Anna Kasafi Perkins
BIOGRAPHY
Dr Perkins is a former dean of studies and lecturer at St Michael’s Theological College, Jamaica. Since 2007, she has been a Senior Programme Officer with the Quality Assurance Unit in The University of the West Indies (UWI) Office of the Board for Undergraduate Studies and adjunct faculty at St Michael’s. Dr Perkins holds a doctorate in theological ethics from Boston College. She teaches and researches in ethics, justice, popular culture, sexuality, theology, scripture, and quality assurance. She serves on The UWI Ethics Committee and The UWI COVID-19 Task Force. Her service to the community includes being a member of the National Bioethics Committee of Jamaica and the Legal Aid Council of Jamaica.

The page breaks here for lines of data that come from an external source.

//! Storefront configuration loaded from environment variables.
//!
//! # Environment Variables
//!
//! ## Required
//! - `STOREFRONT_DATABASE_URL` - `PostgreSQL` connection string (shop database)
//! - `STOREFRONT_BASE_URL` - Public URL for the storefront
//! - `STOREFRONT_SESSION_SECRET` - Session signing secret (min 32 chars, high entropy)
//! - `PAYMENT_GATEWAY_URL` - Payment provider API base URL
//! - `PAYMENT_GATEWAY_MERCHANT_ID` - Merchant identifier at the provider
//! - `PAYMENT_GATEWAY_SECRET` - Shared secret for API calls and webhook HMAC
//!
//! ## Optional
//! - `STOREFRONT_HOST` - Bind address (default: 127.0.0.1)
//! - `STOREFRONT_PORT` - Listen port (default: 3000)
//! - `SHIPPING_FLAT_FEE` - Flat shipping fee in NT$ (default: 120)
//! - `FREE_SHIPPING_THRESHOLD` - Subtotal above which shipping is free (default: 2000)
//! - `SENTRY_DSN` - Sentry error tracking DSN
//! - `SENTRY_ENVIRONMENT` - Sentry environment tag

use std::collections::HashMap;
use std::net::{IpAddr, SocketAddr};

use rust_decimal::Decimal;
use secrecy::{ExposeSecret, SecretString};
use thiserror::Error;

const MIN_SESSION_SECRET_LENGTH: usize = 32;
const MIN_ENTROPY_BITS_PER_CHAR: f64 = 3.3;

/// Blocklist of common placeholder patterns (case-insensitive)
const PLACEHOLDER_PATTERNS: &[&str] = &[
    "your-",
    "changeme",
    "replace",
    "placeholder",
    "example",
    "secret",
    "password",
    "xxx",
    "todo",
    "fixme",
    "insert",
    "enter-",
    "put-your",
    "add-your",
];

/// Configuration errors that can occur during loading.
#[derive(Debug, Error)]
pub enum ConfigError {
    #[error("Missing environment variable: {0}")]
    MissingEnvVar(String),
    #[error("Invalid environment variable {0}: {1}")]
    InvalidEnvVar(String, String),
    #[error("Insecure secret in {0}: {1}")]
    InsecureSecret(String, String),
}

/// Storefront application configuration.
#[derive(Debug, Clone)]
pub struct StorefrontConfig {
    /// `PostgreSQL` shop database connection URL (contains password)
    pub database_url: SecretString,
    /// IP address to bind the server to
    pub host: IpAddr,
    /// Port to listen on
    pub port: u16,
    /// Public base URL for the storefront
    pub base_url: String,
    /// Session signing secret
    pub session_secret: SecretString,
    /// Payment gateway configuration
    pub payment: PaymentGatewayConfig,
    /// Shipping fee policy
    pub shipping: ShippingConfig,
    /// Sentry DSN for error tracking
    pub sentry_dsn: Option<String>,
    /// Sentry environment tag
    pub sentry_environment: Option<String>,
}

/// Payment gateway configuration.
///
/// Implements `Debug` manually to redact the shared secret.
#[derive(Clone)]
pub struct PaymentGatewayConfig {
    /// Provider API base URL
    pub api_url: String,
    /// Merchant identifier at the provider
    pub merchant_id: String,
    /// Shared secret for API authentication and webhook signatures
    pub api_secret: SecretString,
}

impl std::fmt::Debug for PaymentGatewayConfig {
    fn fmt(&self, f: &mut std::fmt::Formatter<'_>) -> std::fmt::Result {
        f.debug_struct("PaymentGatewayConfig")
            .field("api_url", &self.api_url)
            .field("merchant_id", &self.merchant_id)
            .field("api_secret", &"[REDACTED]")
            .finish()
    }
}

/// Shipping fee policy.
#[derive(Debug, Clone)]
pub struct ShippingConfig {
    /// Flat shipping fee in NT$.
    pub flat_fee: Decimal,
    /// Subtotal at or above which shipping is free.
    pub free_threshold: Decimal,
}

impl StorefrontConfig {
    /// Load configuration from environment variables.
    ///
    /// Calls `dotenvy::dotenv()` to load from `.env` file if present.
    ///
    /// # Errors
    ///
    /// Returns `ConfigError` if required variables are missing, invalid, or
    /// if secrets fail validation (placeholder detection, entropy check).
    pub fn from_env() -> Result<Self, ConfigError> {
        // Load .env file if present (ignore errors if not found)
        let _ = dotenvy::dotenv();

        let database_url = get_database_url("STOREFRONT_DATABASE_URL")?;
        let host = get_env_or_default("STOREFRONT_HOST", "127.0.0.1")
            .parse::<IpAddr>()
            .map_err(|e| {
                ConfigError::InvalidEnvVar("STOREFRONT_HOST".to_string(), e.to_string())
            })?;
        let port = get_env_or_default("STOREFRONT_PORT", "3000")
            .parse::<u16>()
            .map_err(|e| {
                ConfigError::InvalidEnvVar("STOREFRONT_PORT".to_string(), e.to_string())
            })?;
        let base_url = get_required_env("STOREFRONT_BASE_URL")?;
        let session_secret = get_validated_secret("STOREFRONT_SESSION_SECRET")?;
        validate_session_secret(&session_secret, "STOREFRONT_SESSION_SECRET")?;

        let payment = PaymentGatewayConfig::from_env()?;
        let shipping = ShippingConfig::from_env()?;
        let sentry_dsn = get_optional_env("SENTRY_DSN");
        let sentry_environment = get_optional_env("SENTRY_ENVIRONMENT");

        Ok(Self {
            database_url,
            host,
            port,
            base_url,
            session_secret,
            payment,
            shipping,
            sentry_dsn,
            sentry_environment,
        })
    }

    /// Returns the socket address for binding the server.
    #[must_use]
    pub const fn socket_addr(&self) -> SocketAddr {
        SocketAddr::new(self.host, self.port)
    }
}

impl PaymentGatewayConfig {
    fn from_env() -> Result<Self, ConfigError> {
        Ok(Self {
            api_url: get_required_env("PAYMENT_GATEWAY_URL")?,
            merchant_id: get_required_env("PAYMENT_GATEWAY_MERCHANT_ID")?,
            api_secret: get_validated_secret("PAYMENT_GATEWAY_SECRET")?,
        })
    }
}

impl ShippingConfig {
    fn from_env() -> Result<Self, ConfigError> {
        let flat_fee = get_env_or_default("SHIPPING_FLAT_FEE", "120")
            .parse::<Decimal>()
            .map_err(|e| ConfigError::InvalidEnvVar("SHIPPING_FLAT_FEE".to_string(), e.to_string()))?;
        let free_threshold = get_env_or_default("FREE_SHIPPING_THRESHOLD", "2000")
            .parse::<Decimal>()
            .map_err(|e| {
                ConfigError::InvalidEnvVar("FREE_SHIPPING_THRESHOLD".to_string(), e.to_string())
            })?;
        Ok(Self {
            flat_fee,
            free_threshold,
        })
    }
}

// =============================================================================
// Helper Functions
// =============================================================================

/// Get a required environment variable.
fn get_required_env(key: &str) -> Result<String, ConfigError> {
    std::env::var(key).map_err(|_| ConfigError::MissingEnvVar(key.to_string()))
}

/// Get database URL with fallback to generic `DATABASE_URL`.
fn get_database_url(primary_key: &str) -> Result<SecretString, ConfigError> {
    if let Ok(value) = std::env::var(primary_key) {
        return Ok(SecretString::from(value));
    }
    if let Ok(value) = std::env::var("DATABASE_URL") {
        return Ok(SecretString::from(value));
    }
    Err(ConfigError::MissingEnvVar(primary_key.to_string()))
}

/// Get an optional environment variable.
fn get_optional_env(key: &str) -> Option<String> {
    std::env::var(key).ok()
}

/// Get an environment variable with a default value.
fn get_env_or_default(key: &str, default: &str) -> String {
    std::env::var(key).unwrap_or_else(|_| default.to_string())
}

/// Validate that a session secret meets minimum length requirements.
fn validate_session_secret(secret: &SecretString, var_name: &str) -> Result<(), ConfigError> {
    let value = secret.expose_secret();
    if value.len() < MIN_SESSION_SECRET_LENGTH {
        return Err(ConfigError::InsecureSecret(
            var_name.to_string(),
            format!(
                "must be at least {} characters (got {})",
                MIN_SESSION_SECRET_LENGTH,
                value.len()
            ),
        ));
    }
    Ok(())
}

/// Calculate Shannon entropy in bits per character.
fn shannon_entropy(s: &str) -> f64 {
    if s.is_empty() {
        return 0.0;
    }

    let mut freq: HashMap<char, usize> = HashMap::new();
    for c in s.chars() {
        *freq.entry(c).or_insert(0) += 1;
    }

    #[allow(clippy::cast_precision_loss)] // String length will never exceed f64 precision
    let len = s.len() as f64;
    freq.values()
        .map(|&count| {
            #[allow(clippy::cast_precision_loss)] // Character count will never exceed f64 precision
            let p = count as f64 / len;
            -p * p.log2()
        })
        .sum()
}

/// Validate that a secret is not a placeholder and has sufficient entropy.
fn validate_secret_strength(secret: &str, var_name: &str) -> Result<(), ConfigError> {
    let lower = secret.to_lowercase();

    // Check blocklist
    for pattern in PLACEHOLDER_PATTERNS {
        if lower.contains(pattern) {
            return Err(ConfigError::InsecureSecret(
                var_name.to_string(),
                format!("appears to be a placeholder (contains '{pattern}')"),
            ));
        }
    }

    // Check entropy (real secrets like API keys have high entropy)
    let entropy = shannon_entropy(secret);
    if entropy < MIN_ENTROPY_BITS_PER_CHAR {
        return Err(ConfigError::InsecureSecret(
            var_name.to_string(),
            format!(
                "entropy too low ({entropy:.2} bits/char, need >= {MIN_ENTROPY_BITS_PER_CHAR:.1}). Use a randomly generated secret."
            ),
        ));
    }

    Ok(())
}

/// Load and validate a secret from environment.
fn get_validated_secret(key: &str) -> Result<SecretString, ConfigError> {
    let value = get_required_env(key)?;
    validate_secret_strength(&value, key)?;
    Ok(SecretString::from(value))
}

#[cfg(test)]
#[allow(clippy::unwrap_used)]
mod tests {
    use super::*;

    #[test]
    fn test_shannon_entropy_empty() {
        assert!((shannon_entropy("") - 0.0).abs() < f64::EPSILON);
    }

    #[test]
    fn test_shannon_entropy_single_char() {
        // All same character = 0 entropy
        assert!((shannon_entropy("aaaaaaa") - 0.0).abs() < f64::EPSILON);
    }

    #[test]
    fn test_shannon_entropy_high() {
        // Random-looking string should have high entropy
        let entropy = shannon_entropy("aB3$xY9!mK2@nL5#");
        assert!(entropy > 3.3);
    }

    #[test]
    fn test_validate_secret_strength_placeholder() {
        let result = validate_secret_strength("your-api-key-here", "TEST_VAR");
        assert!(result.is_err());
        let err = result.unwrap_err();
        assert!(matches!(err, ConfigError::InsecureSecret(_, _)));
    }

    #[test]
    fn test_validate_secret_strength_low_entropy() {
        let result = validate_secret_strength("aaaaaaaaaaaaaaaaaaaaaaaaaaaaaaaaa", "TEST_VAR");
        assert!(result.is_err());
    }

    #[test]
    fn test_validate_secret_strength_valid() {
        // High-entropy random string
        let result = validate_secret_strength("aB3$xY9!mK2@nL5#pQ7&rT0*uW4^zC6", "TEST_VAR");
        assert!(result.is_ok());
    }

    #[test]
    fn test_validate_session_secret_too_short() {
        let secret = SecretString::from("short");
        let result = validate_session_secret(&secret, "TEST_SESSION");
        assert!(result.is_err());
    }

    #[test]
    fn test_validate_session_secret_valid_length() {
        let secret = SecretString::from("a".repeat(32));
        let result = validate_session_secret(&secret, "TEST_SESSION");
        assert!(result.is_ok());
    }

    #[test]
    fn test_payment_config_debug_redacts_secret() {
        let config = PaymentGatewayConfig {
            api_url: "https://pay.example.test".to_string(),
            merchant_id: "JM-001".to_string(),
            api_secret: SecretString::from("super_secret_value"),
        };

        let debug_output = format!("{config:?}");
        assert!(debug_output.contains("JM-001"));
        assert!(debug_output.contains("[REDACTED]"));
        assert!(!debug_output.contains("super_secret_value"));
    }
}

She is a published author of books, book chapters and journal articles. Her most recent publications are Ethics Amidst COVID-19: A Brief Ethics Handbook for Caribbean Policymakers and Leaders (2020), co-authored with Professor R. Clive Landis, and Rough Riding: Tanya Stephens and the Power of Music to Transform Society (2021), co-edited with Adwoa Onuora and Ajamu Nangwaya. She is also contributor and co-editor of Justice and Peace in a Renewed Caribbean: Contemporary Catholic Reflections (2012).
ABSTRACT
Anna Kasafi Perkins, “‘Seh Yuh Sorry!’: Forgiveness and Emancipation in light of the Royals’ Visit to Jamaica”
This paper offers a critique of the March 2022 visit of the Royals to Jamaica using the idea of emancipation (the Caribbean word for liberation, according to Kortright Davis). It foregrounds the idea of forgiveness and its socio-political expression via a call for reparations, using the tagline of the Jamaican protests led by the Advocates Network – “Seh Yuh Sorry!” [Say you are sorry!]. It will weave into the conversation relevant visual representations, including the Advocates Network poster (showing a sign tied to the gates of Buckingham Palace) as well as various images of the Royal visit and resulting protests. In so doing, it argues that liberation-emancipation remains a contemporary “already-not yet”, which cannot be ignored in religious spaces.